But this is the New Year holidays. Forget about politics for a while. I am going to spend my time enjoying the company of my wife, with food and drink and lazy strolls in the sunshine. I suggest you do the same¹.

--

#1 With your own wife of course; mine is already occupied. Or your own husband. Or significant other in general. A beloved pet is nice too. Just don't take your goldfish for a walk; they don't appreciate it.

Monday, December 26, 2011

Guile II

I've started learning Scheme, and my system of choice is Guile, a version of Scheme designed to be used as a scripting language for Unix-like operating systems. I'm using the older 1.8 version that is available in Ubuntu right now. The new, much improved 2.0 version will be available in the next Ubuntu version but for now 1.8 is plenty for me to learn the basics.

I have been programming in one way or another for all of my adult life. My experience ranges from embedded systems to very large machines and in a variety of languages. I have never really used Scheme, though, and never tried to work in a largely functional programming language before. The code and all the explanations here is the work of a beginner trying to learn about Scheme programming, and it's bound to contain a lot of bad coding style, suboptimal solutions, misconceptions and outright errors.

So why do I do this? The most effective way to learn something is perhaps to explain it to others. It forces you to make everything explicit, and will expose any doubts or misunderstandings you may have. Now, I don't expect anyone to actually follow these posts in any detail; you, collectively, are the imaginary audience I need for me to to write this.

Guile is Scheme. What does Scheme look like? Here's a bit of scheme code:

;; create a list of values from low to high, inclusive
(define (range low high)
    (if (> low high)
      '()
      (cons low (range (+ low 1) high))))

This defines a function called range that will give you a list of numbers, from low to high:

>(range 1 5)

=> (1 2 3 4 5)

This is a pretty useful function, and not surprisingly a variant (named iota for obscure reasons) is available in a Guile library already, along with a more powerful function called list-tabulate that lets you use any kind of list-generating function.

First, note that there's plenty of parentheses. Lots of them, in fact. Both programs and data use the same notation, and it's quite easy to treat a program as data or the other way around. On the other hand, all those parentheses get quite confusing, so a good editor that shows you where each pair belongs is really helpful if you're going to write Scheme code. I use Vim; other people like Emacs.

Scheme, like LISP, uses prefix notation. That is, first we give the operation, then the data to operate on. So if we want to add two numbers we'd do (+ 2 2), and the expression would be replaced with 4¹. The if-statement comparison shows the same order: if (> low high) would be if (low>high) in many other languages.

Simple statements like numbers or variables can stand by themselves. Any operator or function has to be the first element in a list followed by its parameters. When the function returns the whole thing is replaced by the result. Makes sense, I think, as that's the only way to know what arguments belong to an operator. The range call in the last line, (range (+ low 1) high) has two parameters, where the variable high simply gets replaced with its value, while (+ low 1) is a statement with operator + and two arguments for + to add.

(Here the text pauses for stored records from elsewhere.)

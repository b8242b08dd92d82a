// SPDX-FileCopyrightText: 2025-2026 RAprogramm <andrey.rozanov.vl@gmail.com>
// SPDX-License-Identifier: MIT

//! Rust source frontend.
//!
//! Lowers a file parsed by [`syn`] into the discovery [`ast`](crate::ast),
//! so plain Rust structs can declare entities:
//!
//! ```rust,ignore
//! pub struct User {
//!     pub id: u64,
//!     #[objectbox("unique")]
//!     pub name: String,
//!     #[objectbox(r#"link:"Group""#)]
//!     pub group: i64,
//! }
//! ```
//!
//! # Type Rendering
//!
//! Rust types are rendered to the canonical type names discovery maps:
//!
//! | Rust | Canonical |
//! |------|-----------|
//! | `String`, `&str` | `string` |
//! | `i64` / `u64` | `int64` / `uint64` |
//! | `isize` / `usize` | `int` / `uint` |
//! | `i32` / `u32` / `char` | `int32` / `uint32` / `rune` |
//! | `i16` / `u16`, `i8` / `u8` | `int16` / `uint16`, `int8` / `uint8` |
//! | `f64` / `f32` | `float64` / `float32` |
//! | `Vec<u8>`, `&[u8]` | `[]byte` |
//! | `Vec<T>` | `[]T` |
//! | `Option<T>`, `Box<T>`, `*const T` | `*T` |
//! | `[T; N]` | `[N]T` |
//!
//! Anything else keeps its token text and is later rejected as an unknown
//! type, with the entity and field named in the error.

use obx_core::{Error, Result};
use quote::ToTokens;
use syn::{
    Attribute, Fields, GenericArgument, Ident, Item, LitStr, PathArguments, Type, ext::IdentExt
};

use crate::{
    ast::{
        Decl, Expr, Field, File, FuncDecl, GenDecl, ImportSpec, Spec, StructType, TypeSpec,
        ValueSpec
    },
    config::FrontendConfig
};

/// Path prefixes that do not change what a type means.
const STD_PREFIXES: &[&str] = &["std", "core", "alloc"];

/// Identifier text without the `r#` raw prefix.
fn ident_text(ident: &Ident) -> String {
    ident.unraw().to_string()
}

fn frontend_error(err: syn::Error) -> Error {
    Error::Frontend(err.to_string())
}

/// Render tokens as text, e.g. for array lengths and unknown types.
fn token_text(tokens: &impl ToTokens) -> String {
    tokens.to_token_stream().to_string()
}

/// Canonical name of a primitive or well-known scalar.
fn primitive_name(ident: &str) -> Option<&'static str> {
    let name = match ident {
        "String" | "str" => "string",
        "i64" => "int64",
        "u64" => "uint64",
        "isize" => "int",
        "usize" => "uint",
        "i32" => "int32",
        "u32" => "uint32",
        "char" => "rune",
        "i16" => "int16",
        "u16" => "uint16",
        "i8" => "int8",
        "u8" => "uint8",
        "f64" => "float64",
        "f32" => "float32",
        "bool" => "bool",
        _ => return None
    };
    Some(name)
}

/// First generic type argument of a path segment.
fn first_type_arg(arguments: &PathArguments) -> Option<&Type> {
    if let PathArguments::AngleBracketed(args) = arguments {
        return args.args.iter().find_map(|arg| match arg {
            GenericArgument::Type(ty) => Some(ty),
            _ => None
        });
    }
    None
}

fn is_u8(ty: &Type) -> bool {
    matches!(ty, Type::Path(p) if p.qself.is_none() && p.path.is_ident("u8"))
}

/// Sequence of `elem`; `u8` sequences become `[]byte`.
fn lower_sequence(elem: &Type) -> Expr {
    if is_u8(elem) {
        Expr::slice(Expr::ident("byte"))
    } else {
        Expr::slice(lower_type(elem))
    }
}

/// Lower a Rust type to a discovery type expression.
#[must_use]
pub fn lower_type(ty: &Type) -> Expr {
    match ty {
        Type::Path(type_path) if type_path.qself.is_none() => {
            let segments: Vec<_> = type_path.path.segments.iter().collect();
            let Some((last, prefix)) = segments.split_last() else {
                return Expr::Ident(token_text(ty));
            };

            let std_path = prefix
                .first()
                .is_none_or(|first| STD_PREFIXES.contains(&first.ident.to_string().as_str()));
            if !std_path {
                return match prefix.last() {
                    Some(package) if last.arguments.is_none() => Expr::Selector {
                        package: ident_text(&package.ident),
                        name:    ident_text(&last.ident)
                    },
                    _ => Expr::Ident(token_text(ty))
                };
            }

            let ident = ident_text(&last.ident);
            match (ident.as_str(), first_type_arg(&last.arguments)) {
                ("Vec", Some(elem)) => lower_sequence(elem),
                ("Option" | "Box", Some(inner)) => Expr::star(lower_type(inner)),
                (name, None) => match primitive_name(name) {
                    Some(canonical) => Expr::ident(canonical),
                    None => Expr::Ident(token_text(ty))
                },
                _ => Expr::Ident(token_text(ty))
            }
        }
        Type::Reference(reference) => lower_type(&reference.elem),
        Type::Slice(slice) => lower_sequence(&slice.elem),
        Type::Array(array) => Expr::Array {
            len:  Some(token_text(&array.len)),
            elem: Box::new(lower_type(&array.elem))
        },
        Type::Ptr(pointer) => Expr::star(lower_type(&pointer.elem)),
        Type::Paren(paren) => lower_type(&paren.elem),
        Type::Group(group) => lower_type(&group.elem),
        _ => Expr::Ident(token_text(ty))
    }
}

/// Raw tag from the configured field attribute.
///
/// # Errors
///
/// Fails if the attribute argument is not a single string literal or the
/// attribute is given twice.
fn field_tag(attrs: &[Attribute], config: &FrontendConfig) -> Result<Option<String>> {
    let mut tag = None;
    for attr in attrs.iter().filter(|a| a.path().is_ident(&config.tag_attribute)) {
        if tag.is_some() {
            return Err(frontend_error(syn::Error::new_spanned(
                attr,
                format!("duplicate #[{}] attribute", config.tag_attribute)
            )));
        }
        let lit: LitStr = attr.parse_args().map_err(frontend_error)?;
        tag = Some(lit.value());
    }
    Ok(tag)
}

/// Lower struct fields; positional fields carry no name.
fn lower_fields(fields: &Fields, config: &FrontendConfig) -> Result<StructType> {
    let fields = fields
        .iter()
        .map(|field| {
            Ok(Field {
                names: field.ident.iter().map(ident_text).collect(),
                ty:    lower_type(&field.ty),
                tag:   field_tag(&field.attrs, config)?
            })
        })
        .collect::<Result<Vec<_>>>()?;

    Ok(StructType {
        fields
    })
}

fn gen_decl(spec: Spec) -> Decl {
    Decl::Gen(GenDecl {
        specs: vec![spec]
    })
}

fn lower_items(items: &[Item], config: &FrontendConfig, decls: &mut Vec<Decl>) -> Result<()> {
    for item in items {
        match item {
            Item::Struct(item) => decls.push(gen_decl(Spec::Type(TypeSpec {
                name: ident_text(&item.ident),
                ty:   Expr::Struct(lower_fields(&item.fields, config)?)
            }))),
            Item::Type(item) => decls.push(gen_decl(Spec::Type(TypeSpec {
                name: ident_text(&item.ident),
                ty:   lower_type(&item.ty)
            }))),
            Item::Const(item) => decls.push(gen_decl(Spec::Value(ValueSpec {
                names: vec![ident_text(&item.ident)],
                ty:    Some(lower_type(&item.ty))
            }))),
            Item::Static(item) => decls.push(gen_decl(Spec::Value(ValueSpec {
                names: vec![ident_text(&item.ident)],
                ty:    Some(lower_type(&item.ty))
            }))),
            Item::Use(item) => decls.push(gen_decl(Spec::Import(ImportSpec {
                path: token_text(&item.tree)
            }))),
            Item::Fn(item) => decls.push(Decl::Func(FuncDecl {
                name: ident_text(&item.sig.ident)
            })),
            Item::Mod(item) => {
                if let Some((_, content)) = &item.content {
                    lower_items(content, config, decls)?;
                }
            }
            _ => {}
        }
    }
    Ok(())
}

/// Lower a parsed Rust file.
///
/// # Errors
///
/// Returns [`Error::Frontend`] for malformed tag attributes.
pub fn lower_file(file: &syn::File, config: &FrontendConfig) -> Result<File> {
    let mut decls = Vec::new();
    lower_items(&file.items, config, &mut decls)?;
    Ok(File {
        package: config.package.clone(),
        decls
    })
}

/// Parse Rust source text and lower it.
///
/// # Errors
///
/// Returns [`Error::Frontend`] for syntax errors and malformed tag
/// attributes.
pub fn parse_source(source: &str, config: &FrontendConfig) -> Result<File> {
    let file = syn::parse_file(source).map_err(frontend_error)?;
    lower_file(&file, config)
}

#[cfg(test)]
mod tests {
    use syn::parse_quote;

    use super::*;

    fn render(ty: Type) -> String {
        lower_type(&ty).to_string()
    }

    #[test]
    fn renders_primitives() {
        assert_eq!(render(parse_quote!(u64)), "uint64");
        assert_eq!(render(parse_quote!(i64)), "int64");
        assert_eq!(render(parse_quote!(usize)), "uint");
        assert_eq!(render(parse_quote!(char)), "rune");
        assert_eq!(render(parse_quote!(f32)), "float32");
        assert_eq!(render(parse_quote!(String)), "string");
        assert_eq!(render(parse_quote!(&'static str)), "string");
        assert_eq!(render(parse_quote!(std::string::String)), "string");
    }

    #[test]
    fn renders_byte_sequences() {
        assert_eq!(render(parse_quote!(Vec<u8>)), "[]byte");
        assert_eq!(render(parse_quote!(&[u8])), "[]byte");
        assert_eq!(render(parse_quote!(Vec<String>)), "[]string");
    }

    #[test]
    fn renders_wrappers() {
        assert_eq!(render(parse_quote!(Option<i64>)), "*int64");
        assert_eq!(render(parse_quote!(Box<u32>)), "*uint32");
        assert_eq!(render(parse_quote!([i32; 4])), "[4]int32");
    }

    #[test]
    fn renders_foreign_paths() {
        assert_eq!(render(parse_quote!(chrono::DateTime)), "chrono.DateTime");
        assert_eq!(render(parse_quote!(Uuid)), "Uuid");
    }

    #[test]
    fn lowers_struct_with_tags() {
        let file: syn::File = parse_quote! {
            struct User {
                id: u64,
                #[objectbox("unique")]
                name: String
            }
        };
        let lowered = lower_file(&file, &FrontendConfig::default()).unwrap();
        assert_eq!(lowered.package, "main");

        let Decl::Gen(gen_decl) = &lowered.decls[0] else {
            panic!("expected a declaration group");
        };
        let Spec::Type(type_spec) = &gen_decl.specs[0] else {
            panic!("expected a type spec");
        };
        assert_eq!(type_spec.name, "User");
        let Expr::Struct(st) = &type_spec.ty else {
            panic!("expected a struct type");
        };
        assert_eq!(st.fields[0].names, vec!["id".to_string()]);
        assert_eq!(st.fields[0].tag, None);
        assert_eq!(st.fields[1].tag.as_deref(), Some("unique"));
    }

    #[test]
    fn custom_tag_attribute() {
        let file: syn::File = parse_quote! {
            struct User {
                #[db("id")]
                key: u64,
                #[objectbox("unique")]
                other: String
            }
        };
        let config = FrontendConfig::default().with_tag_attribute("db");
        let lowered = lower_file(&file, &config).unwrap();
        let Decl::Gen(gen_decl) = &lowered.decls[0] else {
            panic!("expected a declaration group");
        };
        let Spec::Type(TypeSpec {
            ty: Expr::Struct(st),
            ..
        }) = &gen_decl.specs[0]
        else {
            panic!("expected a struct type spec");
        };
        assert_eq!(st.fields[0].tag.as_deref(), Some("id"));
        assert_eq!(st.fields[1].tag, None);
    }

    #[test]
    fn tuple_struct_fields_have_no_names() {
        let file: syn::File = parse_quote! {
            struct Pair(u64, u64);
        };
        let lowered = lower_file(&file, &FrontendConfig::default()).unwrap();
        let Decl::Gen(gen_decl) = &lowered.decls[0] else {
            panic!("expected a declaration group");
        };
        let Spec::Type(TypeSpec {
            ty: Expr::Struct(st),
            ..
        }) = &gen_decl.specs[0]
        else {
            panic!("expected a struct type spec");
        };
        assert_eq!(st.fields.len(), 2);
        assert!(st.fields.iter().all(|f| f.names.is_empty()));
    }

    #[test]
    fn flattens_inline_modules() {
        let file: syn::File = parse_quote! {
            use std::fmt;
            fn helper() {}
            mod inner {
                pub struct Note { pub id: u64 }
            }
        };
        let lowered = lower_file(&file, &FrontendConfig::default()).unwrap();
        assert_eq!(lowered.decls.len(), 3);
        assert!(matches!(&lowered.decls[1], Decl::Func(f) if f.name == "helper"));
    }

    #[test]
    fn non_string_tag_fails() {
        let file: syn::File = parse_quote! {
            struct User {
                #[objectbox(id)]
                id: u64
            }
        };
        assert!(matches!(
            lower_file(&file, &FrontendConfig::default()),
            Err(Error::Frontend(_))
        ));
    }

    #[test]
    fn duplicate_tag_attribute_fails() {
        let file: syn::File = parse_quote! {
            struct User {
                #[objectbox("id")]
                #[objectbox("unique")]
                id: u64
            }
        };
        let err = lower_file(&file, &FrontendConfig::default()).unwrap_err();
        assert!(err.to_string().contains("duplicate #[objectbox] attribute"));
    }

    #[test]
    fn raw_identifiers_lose_their_prefix() {
        let file: syn::File = parse_quote! {
            struct r#Match {
                id: u64,
                r#type: String
            }
        };
        let lowered = lower_file(&file, &FrontendConfig::default()).unwrap();
        let Decl::Gen(gen_decl) = &lowered.decls[0] else {
            panic!("expected a declaration group");
        };
        let Spec::Type(TypeSpec {
            name,
            ty: Expr::Struct(st)
        }) = &gen_decl.specs[0]
        else {
            panic!("expected a struct type spec");
        };
        assert_eq!(name, "Match");
        assert_eq!(st.fields[1].names, vec!["type".to_string()]);
    }

    #[test]
    fn syntax_errors_are_frontend_errors() {
        assert!(matches!(
            parse_source("struct {", &FrontendConfig::default()),
            Err(Error::Frontend(_))
        ));
    }
}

The fundamental way to loop in Scheme is by recursion. We wrap the code we want to loop over in a function². We repeat the body of this function by calling the function again at the end. So we call range with two parameters low and high. If low is smaller, we make a list pair with low as the first element, and the result of calling range with the next value of low and high as parameters. Once they're equal we return back up and build the list on the way. Proper lists end with the empty list value, so we return '() for the final element ("'" is a quote, so the list is not evaluated).

This sounds inefficient perhaps, but it is not. When the recursive call happens at the end this becomes just as fast and efficient as a regular loop. Scheme has other ways to create loops, such as do and while statements, but they are all defined by tail recursion like this.

This is what a non-recursive version could look like, using a while loop:

;; list range function, iterative version
(define (range-iter low high)
  (let ((acc (list high)))
    (while (< low high)
    (set! high (1- high))
    (set! acc (cons high acc)))
    acc))

The let statement creates new local variables. We need an accumulator to store our list, so we start by setting it to a list consisting of the high value. Then, while low is smaller than high, we decrement high, concatenate the new high value to the front of acc, then store that new list in acc again. The final statement is acc which gets substituted with the list it contanins, and becomes the return value of the function.

To me this is perhaps easier to understand, but it's not as elegant as the first version above, and it was more difficult for me to get right.

Now, I said that when the recursive call happens at the end, Scheme can optimize it so it's just as efficient as a regular loop. When the recursive call happens last there is nothing left to do at that level. Scheme doesn't have to keep track of each level, and can return directly to the top at the end. But if you look at the first version, the range is not, in fact, the last statement; cons is. The first version is not properly tail-recursive in other words. Something like

> (range 1 50000)

will fail with a (stack-overflow) error. Scheme has to keep track of each level so it can do the cons at the end. We have to rearrange things so that the cons happens on the way down, not when going back up. We assemble the next part of the list and send it along to the next iteration with an extra parameter. We also define a wrapper function without the extra value just to make it neat — remember, functions are cheap.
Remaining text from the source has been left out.